* _Source information_:

// ============================================================================
// Runtime Snapshot
// ============================================================================

/// Point-in-time copy of the session store.
#[derive(Debug, Clone, PartialEq, Serialize, Deserialize)]
#[serde(rename_all = "camelCase")]
pub struct RuntimeSnapshot {
    /// Sessions, most recent first.
    pub sessions: Vec<Session>,
    pub active_session_id: Option<SessionId>,
    #[serde(with = "chrono::serde::ts_milliseconds")]
    pub last_updated: DateTime<Utc>,
}

impl RuntimeSnapshot {
    /// An empty snapshot stamped now.
    pub fn empty() -> Self {
        Self {
            sessions: Vec::new(),
            active_session_id: None,
            last_updated: Utc::now(),
        }
    }

    /// Looks up the session the snapshot marks as active.
    #[must_use]
    pub fn active_session(&self) -> Option<&Session> {
        let id = self.active_session_id.as_ref()?;
        self.sessions.iter().find(|s| &s.id == id)
    }
}

impl Default for RuntimeSnapshot {
    fn default() -> Self {
        Self::empty()
    }
}

// ============================================================================
// Session Store
// ============================================================================

/// Owns the session history and the active/current-route pointers.
///
/// Not synchronized: callers serialize access (the daemon routes every
/// operation through a single actor task).
#[derive(Debug)]
pub struct SessionStore {
    /// Most recent first.
    sessions: VecDeque<Session>,
    active: Option<SessionId>,
    current_route: Option<String>,
    last_updated: DateTime<Utc>,
    max_sessions: usize,
}

impl SessionStore {
    pub fn new() -> Self {
        Self::with_capacity(DEFAULT_MAX_SESSIONS)
    }

    /// Creates a store retaining at most `max_sessions` sessions (minimum 1).
    pub fn with_capacity(max_sessions: usize) -> Self {
        Self {
            sessions: VecDeque::new(),
            active: None,
            current_route: None,
            last_updated: Utc::now(),
            max_sessions: max_sessions.max(1),
        }
    }

    /// Finalizes any active session and starts a new one for `route`.
    pub fn begin_session(&mut self, route: impl Into<String>) -> SessionId {
        let now = Utc::now();
        self.finalize_active(now);

        let id = SessionId::generate();
        let session = Session::new(id.clone(), route);
        debug!(session_id = %id, route = %session.route, "Session begun");

        self.sessions.push_front(session);
        self.active = Some(id.clone());

        if self.sessions.len() > self.max_sessions {
            let evicted = self.sessions.len() - self.max_sessions;
            self.sessions.truncate(self.max_sessions);
            debug!(evicted, max = self.max_sessions, "Evicted oldest sessions");
        }

        self.last_updated = now;
        id
    }

    /// Ends the active session. Returns the id that was ended, if any.
    pub fn end_session(&mut self) -> Option<SessionId> {
        let now = Utc::now();
        let ended = self.finalize_active(now);
        if ended.is_some() {
            self.last_updated = now;
        }
        ended
    }

    fn finalize_active(&mut self, now: DateTime<Utc>) -> Option<SessionId> {
        let id = self.active.take()?;
        if let Some(session) = self.sessions.iter_mut().find(|s| s.id == id) {
            session.finalize(now);
            debug!(session_id = %id, events = session.event_count(), "Session ended");
        }
        Some(id)
    }

    fn active_mut(&mut self) -> Option<&mut Session> {
        let id = self.active.as_ref()?;
        self.sessions.iter_mut().find(|s| &s.id == id)
    }

    /// Appends an event to the active session.
    ///
    /// Returns the assigned id, or `None` when no session is active and the
    /// event was dropped. An event without a route inherits the session's.
    pub fn record<E: SessionEvent>(&mut self, mut event: E) -> Option<EventId> {
        let session = self.active_mut()?;
        if event.route().is_none() {
            event.set_route(session.route.clone());
        }
        let id = EventId::generate(E::ID_PREFIX);
        E::sequence_mut(session).push(Recorded::new(id.clone(), event));
        self.last_updated = Utc::now();
        Some(id)
    }

    pub fn record_fetch(&mut self, event: FetchEvent) -> Option<EventId> {
        self.record(event)
    }

    pub fn record_server_action(&mut self, event: ServerActionEvent) -> Option<EventId> {
        self.record(event)
    }

    pub fn record_render(&mut self, event: RenderEvent) -> Option<EventId> {
        self.record(event)
    }

    pub fn record_suspense(&mut self, event: SuspenseEvent) -> Option<EventId> {
        self.record(event)
    }

    pub fn record_streaming(&mut self, event: StreamingEvent) -> Option<EventId> {
        self.record(event)
    }

    /// Appends timeline references to the active session.
    ///
    /// Returns false when no session is active and the batch was dropped.
    pub fn add_timeline_entries(&mut self, entries: Vec<TimelineEntry>) -> bool {
        let Some(session) = self.active_mut() else {
            return false;
        };
        session.timeline.extend(entries);
        self.last_updated = Utc::now();
        true
    }

    /// Returns an owned copy of the store state.
    #[must_use]
    pub fn snapshot(&self) -> RuntimeSnapshot {
        RuntimeSnapshot {
            sessions: self.sessions.iter().cloned().collect(),
            active_session_id: self.active.clone(),
            last_updated: self.last_updated,
        }
    }

    pub fn set_current_route(&mut self, route: Option<String>) {
        self.current_route = route;
    }

    #[must_use]
    pub fn current_route(&self) -> Option<&str> {
        self.current_route.as_deref()
    }

    #[must_use]
    pub fn active_session_id(&self) -> Option<&SessionId> {
        self.active.as_ref()
    }

    /// Route of the active session, if one is active.
    #[must_use]
    pub fn active_route(&self) -> Option<&str> {
        let id = self.active.as_ref()?;
        self.sessions
            .iter()
            .find(|s| &s.id == id)
            .map(|s| s.route.as_str())
    }

    #[must_use]
    pub fn session_count(&self) -> usize {
        self.sessions.len()
    }

    #[must_use]
    pub fn max_sessions(&self) -> usize {
        self.max_sessions
    }

    /// Drops all sessions and both pointers.
    pub fn clear(&mut self) {
        self.sessions.clear();
        self.active = None;
        self.current_route = None;
        self.last_updated = Utc::now();
    }
}

impl Default for SessionStore {
    fn default() -> Self {
        Self::new()
    }
}

#[cfg(test)]
mod tests {
    use super::*;
    use crate::event::{ActionStatus, StreamingPhase, TimelineKind};

    fn active_count(snapshot: &RuntimeSnapshot) -> usize {
        snapshot.sessions.iter().filter(|s| s.is_active()).count()
    }

    #[test]
    fn test_begin_session_creates_active_session() {
        let mut store = SessionStore::new();
        let id = store.begin_session("/dashboard");

        let snapshot = store.snapshot();
        assert_eq!(snapshot.sessions.len(), 1);
        assert_eq!(snapshot.active_session_id.as_ref(), Some(&id));
        let session = snapshot.active_session().unwrap();
        assert_eq!(session.route, "/dashboard");
        assert!(session.ended_at.is_none());
    }

    #[test]
    fn test_single_active_session_invariant() {
        let mut store = SessionStore::new();
        for i in 0..10 {
            store.begin_session(format!("/page/{i}"));
            assert_eq!(active_count(&store.snapshot()), 1);
        }

        let snapshot = store.snapshot();
        for session in snapshot.sessions.iter().skip(1) {
            let ended = session.ended_at.unwrap();
            assert!(ended >= session.started_at);
        }
    }

    #[test]
    fn test_end_session_clears_active_pointer() {
        let mut store = SessionStore::new();
        let id = store.begin_session("/");
        assert_eq!(store.end_session(), Some(id));

        let snapshot = store.snapshot();
        assert!(snapshot.active_session_id.is_none());
        assert_eq!(active_count(&snapshot), 0);
    }

    #[test]
    fn test_end_session_without_active_is_noop() {
        let mut store = SessionStore::new();
        let before = store.snapshot();
        assert_eq!(store.end_session(), None);
        assert_eq!(store.snapshot(), before);
    }

    #[test]
    fn test_record_without_active_session_is_dropped() {
        let mut store = SessionStore::new();
        store.begin_session("/a");
        store.end_session();
        let before = store.snapshot();

        assert!(store.record_fetch(FetchEvent::new("/api", "GET")).is_none());
        assert!(store
            .record_server_action(ServerActionEvent::new("save", 5.0, ActionStatus::Success))
            .is_none());
        assert!(store.record_render(RenderEvent::new(None, 1.0)).is_none());
        assert!(store
            .record_streaming(StreamingEvent::now(StreamingPhase::Shell))
            .is_none());

        assert_eq!(store.snapshot().sessions, before.sessions);
    }

    #[test]
    fn test_record_appends_in_order_with_inherited_route() {
        let mut store = SessionStore::new();
        store.begin_session("/products");

        let first = store.record_fetch(FetchEvent::new("/api/1", "GET")).unwrap();
        let second = store.record_fetch(FetchEvent::new("/api/2", "GET")).unwrap();
        assert_ne!(first, second);

        let snapshot = store.snapshot();
        let session = snapshot.active_session().unwrap();
        let urls: Vec<&str> = session.fetches.iter().map(|f| f.event.url.as_str()).collect();
        assert_eq!(urls, vec!["/api/1", "/api/2"]);
        assert_eq!(session.fetches[0].id, first);
        assert_eq!(session.fetches[0].event.route.as_deref(), Some("/products"));
    }

    #[test]
    fn test_record_keeps_explicit_route() {
        let mut store = SessionStore::new();
        store.begin_session("/products");
        let mut fetch = FetchEvent::new("/api", "POST");
        fetch.route = Some("/api/checkout".to_string());
        store.record_fetch(fetch);

        let snapshot = store.snapshot();
        let session = snapshot.active_session().unwrap();
        assert_eq!(session.fetches[0].event.route.as_deref(), Some("/api/checkout"));
    }

    #[test]
    fn test_bounded_history_keeps_most_recent() {
        let mut store = SessionStore::new();
        let ids: Vec<SessionId> = (0..60).map(|i| store.begin_session(format!("/{i}"))).collect();

        let snapshot = store.snapshot();
        assert_eq!(snapshot.sessions.len(), DEFAULT_MAX_SESSIONS);

        let expected: Vec<SessionId> = ids.iter().rev().take(DEFAULT_MAX_SESSIONS).cloned().collect();
        let actual: Vec<SessionId> = snapshot.sessions.iter().map(|s| s.id.clone()).collect();
        assert_eq!(actual, expected);
    }

    #[test]
    fn test_custom_capacity() {
        let mut store = SessionStore::with_capacity(3);
        for i in 0..5 {
            store.begin_session(format!("/{i}"));
        }
        assert_eq!(store.session_count(), 3);
        assert_eq!(store.snapshot().sessions[0].route, "/4");
    }

    #[test]
    fn test_snapshot_isolation() {
        let mut store = SessionStore::new();
        store.begin_session("/");

        let mut snapshot = store.snapshot();
        snapshot.sessions.push(Session::new(SessionId::new("injected"), "/evil"));
        snapshot.sessions[0].route = "/mutated".to_string();
        snapshot.active_session_id = None;

        let fresh = store.snapshot();
        assert_eq!(fresh.sessions.len(), 1);
        assert_eq!(fresh.sessions[0].route, "/");
        assert!(fresh.active_session_id.is_some());
    }

    #[test]
    fn test_timeline_entries_require_active_session() {
        let mut store = SessionStore::new();
        let entry = TimelineEntry {
            kind: TimelineKind::Navigation,
            timestamp: Utc::now(),
            duration_ms: None,
            ref_id: None,
        };
        assert!(!store.add_timeline_entries(vec![entry.clone()]));

        store.begin_session("/");
        assert!(store.add_timeline_entries(vec![entry.clone(), entry]));
        assert_eq!(store.snapshot().sessions[0].timeline.len(), 2);
    }

    #[test]
    fn test_current_route_independent_of_sessions() {
        let mut store = SessionStore::new();
        assert_eq!(store.current_route(), None);

        store.set_current_route(Some("/settings".to_string()));
        assert_eq!(store.current_route(), Some("/settings"));

        store.begin_session("/other");
        store.end_session();
        assert_eq!(store.current_route(), Some("/settings"));
    }

    #[test]
    fn test_clear_resets_everything() {
        let mut store = SessionStore::new();
        store.set_current_route(Some("/x".to_string()));
        store.begin_session("/x");
        store.clear();

        let snapshot = store.snapshot();
        assert!(snapshot.sessions.is_empty());
        assert!(snapshot.active_session_id.is_none());
        assert_eq!(store.current_route(), None);
    }
}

* _What is needed_:
In the data above, find each line that has the word "expected" and copy it out.

* _Written response_:
        let expected: Vec<SessionId> = ids.iter().rev().take(DEFAULT_MAX_SESSIONS).cloned().collect();
        assert_eq!(actual, expected);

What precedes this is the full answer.